İngiliz hayranlar, S-Type’ın yeniden doğuşunu sıcak bir şekilde karşıladılar ve Ford’un yönetimindeki sevgili markaları için parlak bir gelecek olarak gördüler.
Uzun bir mali sıkıntı döneminden sonra, Jaguar Ford’un yönetimi altında tekrar iyi durumdaydı. Gelecek için bazı planları vardı ve S-Type, Amerikan otomobil üreticisinin İngiliz markasını canlandırma planlarının yalnızca bir parçasıydı.

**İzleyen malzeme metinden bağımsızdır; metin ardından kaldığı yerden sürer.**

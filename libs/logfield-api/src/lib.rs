pub mod enumeration;
pub mod error;
pub mod handler;
pub mod subject;
pub mod types;

pub use enumeration::{EnumType, Enumeration};
pub use error::{ConvertError, ErrorKind};
pub use handler::{ConvertFn, Converter, FnId, Handler, RecognizeFn, Recognizer};
pub use subject::{ErrorView, Subject};
pub use types::{Declared, TypeKey, TypeTag, short_type_name};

Jaguar, 1963’te orijinal S-Type’ı tanıttı ve tasarım ekibi, çizgilerini yeni modele taşıdı. Doğru yapılmış bir retro tasarımdı. Kalp şeklindeki ızgara yuvarlak hatlarını ve dörtlü farların tasarımını tamamladı. Jaguar, XJ serisinin altındaki boşluğu doldurmak için yeni seriyi oluşturdu ve daha küçük bir kardeş olan X-Type’ı piyasaya sürme planları yoldaydı.
Dış görünümün yanı sıra S-Type, deri ve ahşap süslemelerin karışımına sahip lüks bir sedandı. Ne yazık ki, bazı plastik paneller ve Ford düğmeleri, otomobilin zarif görünümünü bozdu. Süspansiyonu konfor için ayarlandı ve cömert dingil mesafesi sayesinde tüm yolcular için yeterli diz mesafesi sağladı.
Teknik olarak, S-Type, Lincoln LS ile aynı platforma dayanıyordu ve bu, neden bu kadar uzun bir dingil mesafesi sunduğunu açıklıyordu. Kaputun altına Jaguar, iki benzinli motor seçeneği ve Avrupa pazarı için Peugeot ile işbirliği içinde geliştirilen 2,7 litrelik bir V-6 turbo dizel motor yerleştirdi. Motora ve pazar hedefine bağlı olarak, S-Type standart olarak bir manuel veya otomatik şanzımana sahipti.